### Information given
▶

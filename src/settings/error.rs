// This Source Code Form is subject to the terms of the Mozilla Public
// License, v. 2.0. If a copy of the MPL was not distributed with this
// file, You can obtain one at http://mozilla.org/MPL/2.0/.

use std::path::PathBuf;

use thiserror::Error;

#[derive(Error, Debug)]
pub enum SettingsError {
    #[error("Settings file '{file}' doesn't have a recognised extension! Valid extensions are: {supported}")]
    UnknownExtension { file: PathBuf, supported: String },

    #[error("Couldn't decode toml structure from '{file}':\n{err}")]
    Toml { file: PathBuf, err: toml::de::Error },

    #[error("Couldn't decode json structure from '{file}':\n{err}")]
    Json {
        file: PathBuf,
        err: serde_json::Error,
    },

    #[error("No phase centre was given; both RA and Dec are required")]
    NoPhaseCentre,

    #[error("One of RA and Dec was specified, but both are required!")]
    OnlyOneRaOrDec,

    #[error("Right Ascension was not within 0 to 360!")]
    RaInvalid,

    #[error("Declination was not within -90 to 90!")]
    DecInvalid,

    #[error("No start frequency was given")]
    NoStartFrequency,

    #[error("The start frequency must be positive, but got {0} Hz")]
    BadStartFrequency(f64),

    #[error("Number of channels cannot be 0!")]
    ZeroChannels,

    #[error("There are {num_channels} channels, so the frequency increment must be positive, but got {inc} Hz")]
    BadFrequencyInc { num_channels: usize, inc: f64 },

    #[error("No observation start time (MJD) was given")]
    NoStartTime,

    #[error("Number of time steps cannot be 0!")]
    ZeroTimeSteps,

    #[error("Only one of the time resolution and the observation length may be given")]
    TimeResAndLength,

    #[error("The time resolution must be positive, but got {0} s")]
    BadTimeRes(f64),

    #[error("The number of {0} averages cannot be 0!")]
    ZeroAverages(&'static str),

    #[error("The channel bandwidth cannot be negative, but got {0} Hz")]
    BadChannelBandwidth(f64),

    #[error("The time-average smearing interval must be a non-negative number of seconds, but got {0}")]
    BadTimeAverage(f64),

    #[error("The uv range {min} to {max} wavelengths is empty or negative")]
    BadUvRange { min: f64, max: f64 },

    #[error("The flux density range {min} to {max} Jy is empty")]
    BadFluxRange { min: f64, max: f64 },

    #[error("The maximum number of sources per chunk cannot be 0!")]
    ZeroChunkSize,

    #[error("No array position was given")]
    NoArrayPosition,

    #[error("Array position specified as {pos:?}, not [<Longitude>, <Latitude>, <Height>]")]
    BadArrayPosition { pos: Vec<f64> },

    #[error("No stations were given; either a layout file or inline stations are required")]
    NoStations,

    #[error("A layout file and inline stations were both given; only one may be used")]
    LayoutAndStations,

    #[error("Station noise RMS values cannot be negative, but got {0} Jy")]
    BadNoiseRms(f64),

    #[error("An empty list of output visibility files was given")]
    NoOutput,

    #[error(transparent)]
    Sky(#[from] crate::sky::SkyError),

    #[error(transparent)]
    Telescope(#[from] crate::telescope::TelescopeError),

    #[error(transparent)]
    Device(#[from] crate::device::DeviceError),

    #[error(transparent)]
    VisWrite(#[from] crate::io::write::VisWriteError),

    #[error(transparent)]
    IO(#[from] std::io::Error),
}
// This Source Code Form is subject to the terms of the Mozilla Public
// License, v. 2.0. If a copy of the MPL was not distributed with this
// file, You can obtain one at http://mozilla.org/MPL/2.0/.

//! Pretty printers for reporting information.

use std::{borrow::Cow, sync::Mutex};

const VERTICAL: char = '│';
const UP_AND_RIGHT: char = '└';
const VERTICAL_AND_RIGHT: char = '├';

lazy_static::lazy_static! {
    static ref WARNINGS: Mutex<Blocks> = Mutex::new(Blocks::default());
}

/// Lines of text, grouped into blocks. Each block is drawn as a branch of a
/// tree below a title.
#[derive(Default)]
struct Blocks(Vec<Vec<Cow<'static, str>>>);

impl Blocks {
    fn draw(&self, mut log_line: impl FnMut(char, &str)) {
        let num_blocks = self.0.len();
        for (i_block, block) in self.0.iter().enumerate() {
            let num_lines = block.len();
            for (i_line, line) in block.iter().enumerate() {
                let symbol = match (i_line, i_line + 1 == num_lines, i_block + 1 == num_blocks) {
                    (0, false, _) | (0, _, false) => VERTICAL_AND_RIGHT,
                    (0, true, true) => UP_AND_RIGHT,
                    _ => VERTICAL,
                };
                log_line(symbol, line);
            }
        }
    }
}

/// Collects information about a part of the simulation, then logs it all at
/// once.
pub(crate) struct InfoPrinter {
    title: Cow<'static, str>,
    blocks: Blocks,
}

impl InfoPrinter {
    pub(crate) fn new(title: Cow<'static, str>) -> Self {
        Self {
            title,
            blocks: Blocks::default(),
        }
    }

    pub(crate) fn push_line(&mut self, line: Cow<'static, str>) {
        self.blocks.0.push(vec![line]);
    }

    pub(crate) fn push_block(&mut self, block: Vec<Cow<'static, str>>) {
        self.blocks.0.push(block);
    }

    pub(crate) fn display(self) {
        log::info!("{}", console::style(self.title).bold());
        self.blocks
            .draw(|symbol, line| log::info!("{symbol} {line}"));
        log::info!("");
    }
}

pub(crate) trait Warn {
    fn warn(self);
}

fn push_warning(block: Vec<Cow<'static, str>>) {
    // A poisoned lock still holds usable warnings.
    let mut warnings = WARNINGS.lock().unwrap_or_else(|e| e.into_inner());
    warnings.0.push(block);
}

impl Warn for &'static str {
    fn warn(self) {
        push_warning(vec![self.into()]);
    }
}

impl Warn for String {
    fn warn(self) {
        push_warning(vec![self.into()]);
    }
}

impl Warn for Cow<'static, str> {
    fn warn(self) {
        push_warning(vec![self]);
    }
}

impl Warn for Vec<Cow<'static, str>> {
    fn warn(self) {
        push_warning(self);
    }
}

/// Print out any warnings that have been collected while settings were
/// parsed. This should only be called once, after all settings have been
/// parsed.
pub(crate) fn display_warnings() {
    log::debug!("Displaying warnings");
    let mut warnings = WARNINGS.lock().unwrap_or_else(|e| e.into_inner());
    if warnings.0.is_empty() {
        return;
    }

    log::warn!("{}", console::style("Warnings").bold());
    warnings.draw(|symbol, line| log::warn!("{symbol} {line}"));
    log::warn!("");
    warnings.0.clear();
}

#[cfg(test)]
mod tests {
    use super::*;

    #[test]
    fn test_tree_symbols() {
        let blocks = Blocks(vec![
            vec!["a".into()],
            vec!["b".into(), "c".into()],
            vec!["d".into()],
        ]);
        let mut drawn = vec![];
        blocks.draw(|symbol, line| drawn.push(format!("{symbol} {line}")));
        assert_eq!(drawn, vec!["├ a", "├ b", "│ c", "└ d"]);
    }
}
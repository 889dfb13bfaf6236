// This Source Code Form is subject to the terms of the Mozilla Public
// License, v. 2.0. If a copy of the MPL was not distributed with this
// file, You can obtain one at http://mozilla.org/MPL/2.0/.

//! Reading station layouts from text files.
//!
//! Each non-empty line that doesn't start with '#' holds the east, north and
//! (optionally) up offsets of a station from the array reference position, in
//! metres. Values may be separated by whitespace or commas.

use std::{
    fs::File,
    io::{BufRead, BufReader},
    path::Path,
};

use log::debug;
use marlu::ENH;

use super::{Station, TelescopeError};

pub fn read_layout_file<P: AsRef<Path>>(
    path: P,
    latitude_rad: f64,
) -> Result<Vec<Station>, TelescopeError> {
    let path = path.as_ref();
    debug!("Reading station layout from {}", path.display());
    let f = BufReader::new(File::open(path)?);

    let mut stations = vec![];
    for (i_line, line) in f.lines().enumerate() {
        let line = line?;
        let trimmed = line.trim();
        if trimmed.is_empty() || trimmed.starts_with('#') {
            continue;
        }

        let bad_line = || TelescopeError::BadLayoutLine {
            file: path.to_path_buf(),
            line: i_line + 1,
            content: line.clone(),
        };
        let values = trimmed
            .split(|c: char| c == ',' || c.is_whitespace())
            .filter(|s| !s.is_empty())
            .map(|s| s.parse::<f64>())
            .collect::<Result<Vec<_>, _>>()
            .map_err(|_| bad_line())?;
        let enh = match values.as_slice() {
            [e, n] => ENH {
                e: *e,
                n: *n,
                h: 0.0,
            },
            [e, n, h] => ENH {
                e: *e,
                n: *n,
                h: *h,
            },
            _ => return Err(bad_line()),
        };

        stations.push(Station {
            name: format!("station_{:03}", stations.len()),
            xyz: enh.to_xyz(latitude_rad),
            elements: vec![],
            noise_rms_jy: 0.0,
        });
    }

    debug!("Found {} stations", stations.len());
    Ok(stations)
}
// This Source Code Form is subject to the terms of the Mozilla Public
// License, v. 2.0. If a copy of the MPL was not distributed with this
// file, You can obtain one at http://mozilla.org/MPL/2.0/.

use std::f64::consts::TAU;

use criterion::*;
use num_complex::Complex;

use rime_simulator::{time::mjd_to_gast_fast, Jones, Settings};

fn jones_operations(c: &mut Criterion) {
    let j = Jones::from([
        Complex::new(1.0, -2.0),
        Complex::new(5.0, -6.0),
        Complex::new(3.0, -4.0),
        Complex::new(7.0, -8.0),
    ]);
    let j2 = Jones::from([
        Complex::new(2.0, -4.0),
        Complex::new(10.0, -12.0),
        Complex::new(6.0, -8.0),
        Complex::new(14.0, -16.0),
    ]);

    c.bench_function("hermitian multiply", |b| b.iter(|| j.mul_hermitian(&j2)));
}

/// Settings for a small array looking at the zenith, with `num_sources`
/// sources scattered around the phase centre.
fn settings(num_sources: usize, scalar_mode: bool) -> Settings {
    let lst = (mjd_to_gast_fast(59000.3) + 116.67_f64.to_radians()).rem_euclid(TAU);
    let ra = lst.to_degrees();
    let dec = -26.7;

    let mut toml = format!(
        r#"
[simulator]
num_devices = 1

[observation]
ra = {ra}
dec = {dec}
start_frequency_hz = 150e6
frequency_inc_hz = 1e6
num_channels = 2
start_time_mjd = 59000.3
num_time_steps = 4
time_res = 8.0

[telescope]
array_position = [116.67, -26.7, 377.0]
beam = {{ type = "gaussian", fwhm_deg = 25.0, ref_freq_hz = 150e6 }}

[interferometer]
scalar_mode = {scalar_mode}
num_vis_ave = 2
num_fringe_ave = 2
"#
    );
    toml.push_str("\n[[telescope.stations]]\neast = 0.0\nnorth = 0.0\n");
    for i in 1..32 {
        let angle = i as f64 * 0.7;
        let r = 15.0 * i as f64;
        toml.push_str(&format!(
            "\n[[telescope.stations]]\neast = {}\nnorth = {}\n",
            r * angle.cos(),
            r * angle.sin()
        ));
    }
    for i in 0..num_sources {
        let f = i as f64 / num_sources as f64;
        toml.push_str(&format!(
            "\n[[sky.sources.bench]]\nra = {}\ndec = {}\nflux_density = {{ freq = 150e6, i = {} }}\n",
            ra + 5.0 * (f - 0.5),
            dec + 3.0 * (0.5 - f),
            1.0 + f
        ));
    }

    toml::from_str(&toml).unwrap()
}

fn simulate(c: &mut Criterion) {
    let mut group = c.benchmark_group("simulate");
    group.sample_size(10);
    for (name, scalar_mode) in [("scalar", true), ("matrix", false)] {
        let sim = settings(100, scalar_mode).parse().unwrap();
        group.bench_function(format!("32 stations, 100 sources, {name}"), |b| {
            b.iter(|| sim.simulate().unwrap())
        });
    }
    group.finish();
}

criterion_group!(benches, jones_operations, simulate);
criterion_main!(benches);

◀

### What is required
Within the listing above, give again exactly every line from the line with "struct Blocks(Vec<Vec<Cow<'static, str>>>);" through the line with "let symbol = match", both included, and no other line.

### Written response
struct Blocks(Vec<Vec<Cow<'static, str>>>);

impl Blocks {
    fn draw(&self, mut log_line: impl FnMut(char, &str)) {
        let num_blocks = self.0.len();
        for (i_block, block) in self.0.iter().enumerate() {
            let num_lines = block.len();
            for (i_line, line) in block.iter().enumerate() {
                let symbol = match (i_line, i_line + 1 == num_lines, i_block + 1 == num_blocks) {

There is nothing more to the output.